Task requirements »
Filter out all lines without the word "BTreeMap" from the data below, please, and copy the rest.

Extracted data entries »
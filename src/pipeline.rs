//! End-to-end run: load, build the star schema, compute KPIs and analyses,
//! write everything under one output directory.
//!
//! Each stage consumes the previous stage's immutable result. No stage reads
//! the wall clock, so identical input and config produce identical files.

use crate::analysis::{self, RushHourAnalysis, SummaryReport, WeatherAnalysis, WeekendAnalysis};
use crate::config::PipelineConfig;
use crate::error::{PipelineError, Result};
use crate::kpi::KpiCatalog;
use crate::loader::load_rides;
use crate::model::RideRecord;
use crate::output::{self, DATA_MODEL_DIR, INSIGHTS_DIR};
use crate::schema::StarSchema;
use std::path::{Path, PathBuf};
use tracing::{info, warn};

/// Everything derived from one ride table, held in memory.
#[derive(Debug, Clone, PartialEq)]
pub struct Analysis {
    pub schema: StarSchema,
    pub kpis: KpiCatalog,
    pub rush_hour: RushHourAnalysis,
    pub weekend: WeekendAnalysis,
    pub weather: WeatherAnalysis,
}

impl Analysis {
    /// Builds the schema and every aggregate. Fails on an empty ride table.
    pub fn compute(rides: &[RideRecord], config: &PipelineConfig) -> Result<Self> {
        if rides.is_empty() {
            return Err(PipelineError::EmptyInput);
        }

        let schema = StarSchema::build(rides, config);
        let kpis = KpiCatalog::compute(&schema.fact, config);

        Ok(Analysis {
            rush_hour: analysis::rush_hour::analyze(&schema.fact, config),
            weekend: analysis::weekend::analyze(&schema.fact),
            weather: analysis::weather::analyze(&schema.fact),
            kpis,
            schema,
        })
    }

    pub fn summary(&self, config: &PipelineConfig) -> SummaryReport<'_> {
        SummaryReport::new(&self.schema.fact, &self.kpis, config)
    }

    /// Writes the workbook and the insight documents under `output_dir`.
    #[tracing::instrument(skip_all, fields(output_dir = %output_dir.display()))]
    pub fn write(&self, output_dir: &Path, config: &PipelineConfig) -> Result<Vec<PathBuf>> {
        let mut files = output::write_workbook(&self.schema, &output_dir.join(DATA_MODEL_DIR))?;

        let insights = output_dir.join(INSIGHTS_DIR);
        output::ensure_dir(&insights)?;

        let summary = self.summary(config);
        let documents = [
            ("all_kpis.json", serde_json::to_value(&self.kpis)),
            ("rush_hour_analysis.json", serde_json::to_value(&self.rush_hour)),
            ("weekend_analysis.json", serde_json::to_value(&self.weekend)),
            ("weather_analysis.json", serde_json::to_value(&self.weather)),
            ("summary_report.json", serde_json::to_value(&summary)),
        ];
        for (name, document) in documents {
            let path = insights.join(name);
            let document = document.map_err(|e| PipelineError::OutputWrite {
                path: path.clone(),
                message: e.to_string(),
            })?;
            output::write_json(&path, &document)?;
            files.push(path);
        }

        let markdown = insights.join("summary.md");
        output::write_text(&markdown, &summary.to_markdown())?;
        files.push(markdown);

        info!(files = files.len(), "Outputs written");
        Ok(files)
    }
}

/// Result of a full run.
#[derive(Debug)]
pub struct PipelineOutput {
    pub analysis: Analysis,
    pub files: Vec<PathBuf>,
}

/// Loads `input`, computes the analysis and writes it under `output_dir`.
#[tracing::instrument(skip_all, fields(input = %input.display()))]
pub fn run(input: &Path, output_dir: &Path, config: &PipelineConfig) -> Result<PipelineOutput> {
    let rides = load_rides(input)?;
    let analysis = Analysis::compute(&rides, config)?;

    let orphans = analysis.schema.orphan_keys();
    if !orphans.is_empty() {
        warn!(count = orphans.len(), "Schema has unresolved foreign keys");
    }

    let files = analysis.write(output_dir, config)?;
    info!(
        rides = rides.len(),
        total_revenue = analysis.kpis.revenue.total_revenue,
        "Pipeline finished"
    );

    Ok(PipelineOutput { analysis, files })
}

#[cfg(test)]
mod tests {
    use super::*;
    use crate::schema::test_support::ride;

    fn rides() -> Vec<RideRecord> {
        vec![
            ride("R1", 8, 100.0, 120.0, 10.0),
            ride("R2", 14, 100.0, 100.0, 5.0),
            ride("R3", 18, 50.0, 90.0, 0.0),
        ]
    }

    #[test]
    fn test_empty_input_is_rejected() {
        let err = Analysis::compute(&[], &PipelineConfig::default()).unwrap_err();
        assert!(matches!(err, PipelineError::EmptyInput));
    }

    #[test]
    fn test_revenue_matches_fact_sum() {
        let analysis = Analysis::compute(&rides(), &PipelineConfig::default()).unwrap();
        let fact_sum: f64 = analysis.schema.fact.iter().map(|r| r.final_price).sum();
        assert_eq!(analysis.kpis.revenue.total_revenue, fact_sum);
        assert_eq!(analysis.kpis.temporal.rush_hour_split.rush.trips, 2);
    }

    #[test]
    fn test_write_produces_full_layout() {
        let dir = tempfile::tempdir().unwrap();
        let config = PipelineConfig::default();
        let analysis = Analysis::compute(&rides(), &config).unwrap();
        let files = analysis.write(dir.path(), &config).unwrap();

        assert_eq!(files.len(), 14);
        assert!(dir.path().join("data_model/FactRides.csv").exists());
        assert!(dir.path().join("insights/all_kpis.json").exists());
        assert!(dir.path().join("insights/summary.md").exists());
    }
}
* * *
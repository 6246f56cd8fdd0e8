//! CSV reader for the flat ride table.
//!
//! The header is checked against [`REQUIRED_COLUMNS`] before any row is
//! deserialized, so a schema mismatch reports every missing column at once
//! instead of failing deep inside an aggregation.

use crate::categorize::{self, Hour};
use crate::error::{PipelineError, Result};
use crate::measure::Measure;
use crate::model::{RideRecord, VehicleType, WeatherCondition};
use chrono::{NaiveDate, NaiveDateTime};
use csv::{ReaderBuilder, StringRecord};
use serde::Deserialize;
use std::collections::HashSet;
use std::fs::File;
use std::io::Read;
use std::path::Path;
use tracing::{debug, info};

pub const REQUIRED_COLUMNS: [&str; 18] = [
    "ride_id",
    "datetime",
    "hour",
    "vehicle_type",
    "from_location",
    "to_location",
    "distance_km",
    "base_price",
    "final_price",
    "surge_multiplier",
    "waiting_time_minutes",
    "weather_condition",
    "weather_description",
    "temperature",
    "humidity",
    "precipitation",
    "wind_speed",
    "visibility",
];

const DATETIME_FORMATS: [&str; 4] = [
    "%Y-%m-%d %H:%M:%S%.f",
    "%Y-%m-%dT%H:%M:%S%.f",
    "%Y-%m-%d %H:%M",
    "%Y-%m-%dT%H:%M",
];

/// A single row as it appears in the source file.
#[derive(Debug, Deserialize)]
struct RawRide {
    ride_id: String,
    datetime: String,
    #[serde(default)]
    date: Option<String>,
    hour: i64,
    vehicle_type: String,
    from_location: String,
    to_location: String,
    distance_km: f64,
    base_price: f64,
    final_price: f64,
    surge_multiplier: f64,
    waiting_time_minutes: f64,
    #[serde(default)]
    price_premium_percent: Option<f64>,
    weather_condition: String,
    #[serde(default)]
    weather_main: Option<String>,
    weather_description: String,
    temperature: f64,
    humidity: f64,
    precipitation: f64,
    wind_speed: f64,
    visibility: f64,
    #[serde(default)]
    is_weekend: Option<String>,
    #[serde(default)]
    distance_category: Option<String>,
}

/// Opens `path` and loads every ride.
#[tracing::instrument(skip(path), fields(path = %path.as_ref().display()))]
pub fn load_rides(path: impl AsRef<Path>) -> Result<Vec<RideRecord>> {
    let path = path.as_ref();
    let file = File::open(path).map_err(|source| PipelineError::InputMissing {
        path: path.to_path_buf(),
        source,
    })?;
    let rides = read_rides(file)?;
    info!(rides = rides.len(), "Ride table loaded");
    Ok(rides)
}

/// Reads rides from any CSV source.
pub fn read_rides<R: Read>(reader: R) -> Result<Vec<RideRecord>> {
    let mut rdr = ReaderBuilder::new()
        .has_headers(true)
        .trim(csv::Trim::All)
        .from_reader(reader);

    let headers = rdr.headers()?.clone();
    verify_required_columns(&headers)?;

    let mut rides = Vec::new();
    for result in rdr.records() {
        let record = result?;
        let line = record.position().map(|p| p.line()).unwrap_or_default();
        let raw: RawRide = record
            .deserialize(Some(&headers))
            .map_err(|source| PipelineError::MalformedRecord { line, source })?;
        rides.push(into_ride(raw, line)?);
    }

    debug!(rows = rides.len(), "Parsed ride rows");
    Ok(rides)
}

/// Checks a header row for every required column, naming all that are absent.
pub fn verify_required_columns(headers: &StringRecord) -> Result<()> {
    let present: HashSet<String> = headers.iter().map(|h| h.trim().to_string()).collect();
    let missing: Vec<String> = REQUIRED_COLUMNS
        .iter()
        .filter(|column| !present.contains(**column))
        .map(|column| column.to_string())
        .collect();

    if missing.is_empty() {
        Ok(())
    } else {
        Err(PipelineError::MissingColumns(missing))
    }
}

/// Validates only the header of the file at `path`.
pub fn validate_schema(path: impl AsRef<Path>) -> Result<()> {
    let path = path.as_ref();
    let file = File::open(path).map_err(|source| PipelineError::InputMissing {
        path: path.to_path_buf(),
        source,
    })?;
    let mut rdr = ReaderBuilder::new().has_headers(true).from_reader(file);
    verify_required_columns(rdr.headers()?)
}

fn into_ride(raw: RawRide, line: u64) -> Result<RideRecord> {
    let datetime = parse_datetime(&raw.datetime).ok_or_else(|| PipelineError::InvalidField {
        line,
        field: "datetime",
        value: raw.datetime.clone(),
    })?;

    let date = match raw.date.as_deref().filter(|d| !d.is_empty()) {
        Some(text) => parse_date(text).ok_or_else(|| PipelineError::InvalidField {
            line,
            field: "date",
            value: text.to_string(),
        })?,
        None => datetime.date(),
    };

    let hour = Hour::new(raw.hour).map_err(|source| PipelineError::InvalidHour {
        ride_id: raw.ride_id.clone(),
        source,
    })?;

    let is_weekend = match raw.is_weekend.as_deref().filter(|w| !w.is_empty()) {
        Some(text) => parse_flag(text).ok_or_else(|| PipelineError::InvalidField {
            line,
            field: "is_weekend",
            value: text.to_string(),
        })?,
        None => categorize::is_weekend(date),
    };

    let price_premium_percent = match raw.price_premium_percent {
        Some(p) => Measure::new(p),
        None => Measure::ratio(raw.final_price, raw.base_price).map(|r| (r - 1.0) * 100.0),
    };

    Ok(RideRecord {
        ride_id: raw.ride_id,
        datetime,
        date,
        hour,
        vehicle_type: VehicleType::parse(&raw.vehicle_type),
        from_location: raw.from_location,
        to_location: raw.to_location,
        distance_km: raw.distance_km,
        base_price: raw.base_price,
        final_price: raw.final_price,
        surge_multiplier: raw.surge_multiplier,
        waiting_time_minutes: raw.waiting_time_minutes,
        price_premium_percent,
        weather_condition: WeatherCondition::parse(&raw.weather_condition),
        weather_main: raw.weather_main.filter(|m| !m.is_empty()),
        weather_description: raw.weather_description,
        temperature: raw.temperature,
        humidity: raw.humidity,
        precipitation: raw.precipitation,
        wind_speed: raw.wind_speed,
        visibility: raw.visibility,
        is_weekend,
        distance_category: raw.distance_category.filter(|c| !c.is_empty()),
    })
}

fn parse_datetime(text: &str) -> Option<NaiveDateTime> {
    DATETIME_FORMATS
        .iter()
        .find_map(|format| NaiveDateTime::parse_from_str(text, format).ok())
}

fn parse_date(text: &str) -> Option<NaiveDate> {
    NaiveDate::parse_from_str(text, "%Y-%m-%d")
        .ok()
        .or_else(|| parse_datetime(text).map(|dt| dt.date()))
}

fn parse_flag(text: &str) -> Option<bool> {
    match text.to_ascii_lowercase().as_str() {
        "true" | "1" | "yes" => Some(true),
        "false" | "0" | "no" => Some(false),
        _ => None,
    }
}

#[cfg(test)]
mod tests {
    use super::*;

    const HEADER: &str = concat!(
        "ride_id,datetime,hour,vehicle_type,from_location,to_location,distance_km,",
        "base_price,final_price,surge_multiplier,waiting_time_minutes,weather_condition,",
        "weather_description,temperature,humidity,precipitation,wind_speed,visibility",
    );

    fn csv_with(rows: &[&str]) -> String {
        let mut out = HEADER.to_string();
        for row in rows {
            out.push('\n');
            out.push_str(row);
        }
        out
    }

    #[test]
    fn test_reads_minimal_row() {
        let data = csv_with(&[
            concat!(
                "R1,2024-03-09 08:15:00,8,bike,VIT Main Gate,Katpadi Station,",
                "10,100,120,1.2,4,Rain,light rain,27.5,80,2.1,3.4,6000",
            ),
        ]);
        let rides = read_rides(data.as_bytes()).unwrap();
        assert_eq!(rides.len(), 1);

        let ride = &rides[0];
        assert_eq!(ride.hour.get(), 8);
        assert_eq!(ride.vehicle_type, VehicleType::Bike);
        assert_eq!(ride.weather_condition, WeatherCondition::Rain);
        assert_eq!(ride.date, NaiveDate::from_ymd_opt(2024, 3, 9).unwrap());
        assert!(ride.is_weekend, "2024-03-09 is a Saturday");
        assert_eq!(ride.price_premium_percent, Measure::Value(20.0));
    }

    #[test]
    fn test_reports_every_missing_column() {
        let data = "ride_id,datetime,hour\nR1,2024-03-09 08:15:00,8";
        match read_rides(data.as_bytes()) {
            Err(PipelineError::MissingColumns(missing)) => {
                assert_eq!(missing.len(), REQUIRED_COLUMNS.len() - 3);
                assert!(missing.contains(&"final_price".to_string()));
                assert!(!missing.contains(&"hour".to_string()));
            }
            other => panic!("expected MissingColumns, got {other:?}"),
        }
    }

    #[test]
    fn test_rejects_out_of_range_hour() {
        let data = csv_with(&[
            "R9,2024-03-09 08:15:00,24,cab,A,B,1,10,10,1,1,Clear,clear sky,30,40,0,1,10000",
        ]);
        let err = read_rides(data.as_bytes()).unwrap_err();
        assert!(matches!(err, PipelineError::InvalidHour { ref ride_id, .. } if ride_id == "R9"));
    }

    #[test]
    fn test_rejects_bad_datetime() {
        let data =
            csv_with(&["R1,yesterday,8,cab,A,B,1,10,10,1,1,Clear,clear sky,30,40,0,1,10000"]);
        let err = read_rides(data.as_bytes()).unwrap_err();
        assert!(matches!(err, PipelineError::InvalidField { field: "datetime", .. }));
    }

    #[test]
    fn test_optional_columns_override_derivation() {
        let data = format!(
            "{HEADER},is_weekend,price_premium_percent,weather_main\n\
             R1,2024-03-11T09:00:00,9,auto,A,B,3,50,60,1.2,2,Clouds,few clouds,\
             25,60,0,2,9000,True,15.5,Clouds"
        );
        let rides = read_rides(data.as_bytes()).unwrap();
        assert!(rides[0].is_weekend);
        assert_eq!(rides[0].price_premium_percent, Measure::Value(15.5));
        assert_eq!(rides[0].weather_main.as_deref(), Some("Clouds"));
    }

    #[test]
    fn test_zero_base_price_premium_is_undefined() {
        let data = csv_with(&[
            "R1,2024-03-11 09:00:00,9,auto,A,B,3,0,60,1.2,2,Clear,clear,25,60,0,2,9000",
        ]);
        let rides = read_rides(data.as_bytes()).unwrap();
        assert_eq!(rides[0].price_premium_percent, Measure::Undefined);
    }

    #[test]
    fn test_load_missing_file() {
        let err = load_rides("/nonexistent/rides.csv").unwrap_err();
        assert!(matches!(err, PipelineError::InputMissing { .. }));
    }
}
==
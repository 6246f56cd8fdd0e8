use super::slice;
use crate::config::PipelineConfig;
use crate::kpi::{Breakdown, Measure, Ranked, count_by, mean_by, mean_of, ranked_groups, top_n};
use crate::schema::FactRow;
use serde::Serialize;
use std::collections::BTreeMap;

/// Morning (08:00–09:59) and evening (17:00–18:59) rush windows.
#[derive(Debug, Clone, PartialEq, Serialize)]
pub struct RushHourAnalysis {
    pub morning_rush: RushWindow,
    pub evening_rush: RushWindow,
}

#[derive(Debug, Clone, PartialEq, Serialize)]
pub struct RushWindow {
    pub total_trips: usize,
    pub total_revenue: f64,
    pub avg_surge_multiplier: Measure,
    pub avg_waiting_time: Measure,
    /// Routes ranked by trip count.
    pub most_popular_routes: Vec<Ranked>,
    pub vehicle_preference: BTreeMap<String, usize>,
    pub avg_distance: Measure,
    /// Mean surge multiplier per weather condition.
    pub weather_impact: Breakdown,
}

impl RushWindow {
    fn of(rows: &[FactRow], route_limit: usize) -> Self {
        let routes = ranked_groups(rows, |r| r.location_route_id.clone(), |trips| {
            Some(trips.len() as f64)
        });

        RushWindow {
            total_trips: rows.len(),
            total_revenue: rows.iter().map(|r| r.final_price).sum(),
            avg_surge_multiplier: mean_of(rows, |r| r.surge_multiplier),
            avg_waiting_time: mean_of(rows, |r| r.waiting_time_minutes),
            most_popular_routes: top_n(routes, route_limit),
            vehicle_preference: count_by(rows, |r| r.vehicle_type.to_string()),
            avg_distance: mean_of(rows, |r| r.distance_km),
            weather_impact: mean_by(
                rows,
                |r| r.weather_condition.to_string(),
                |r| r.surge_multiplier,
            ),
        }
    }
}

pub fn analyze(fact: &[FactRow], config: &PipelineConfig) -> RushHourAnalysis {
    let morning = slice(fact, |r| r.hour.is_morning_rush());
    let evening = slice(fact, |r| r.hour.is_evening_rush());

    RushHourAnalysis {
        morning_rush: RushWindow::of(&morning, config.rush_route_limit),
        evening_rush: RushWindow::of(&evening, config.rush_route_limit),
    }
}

Solution to this problem »
use std::collections::BTreeMap;
    pub vehicle_preference: BTreeMap<String, usize>,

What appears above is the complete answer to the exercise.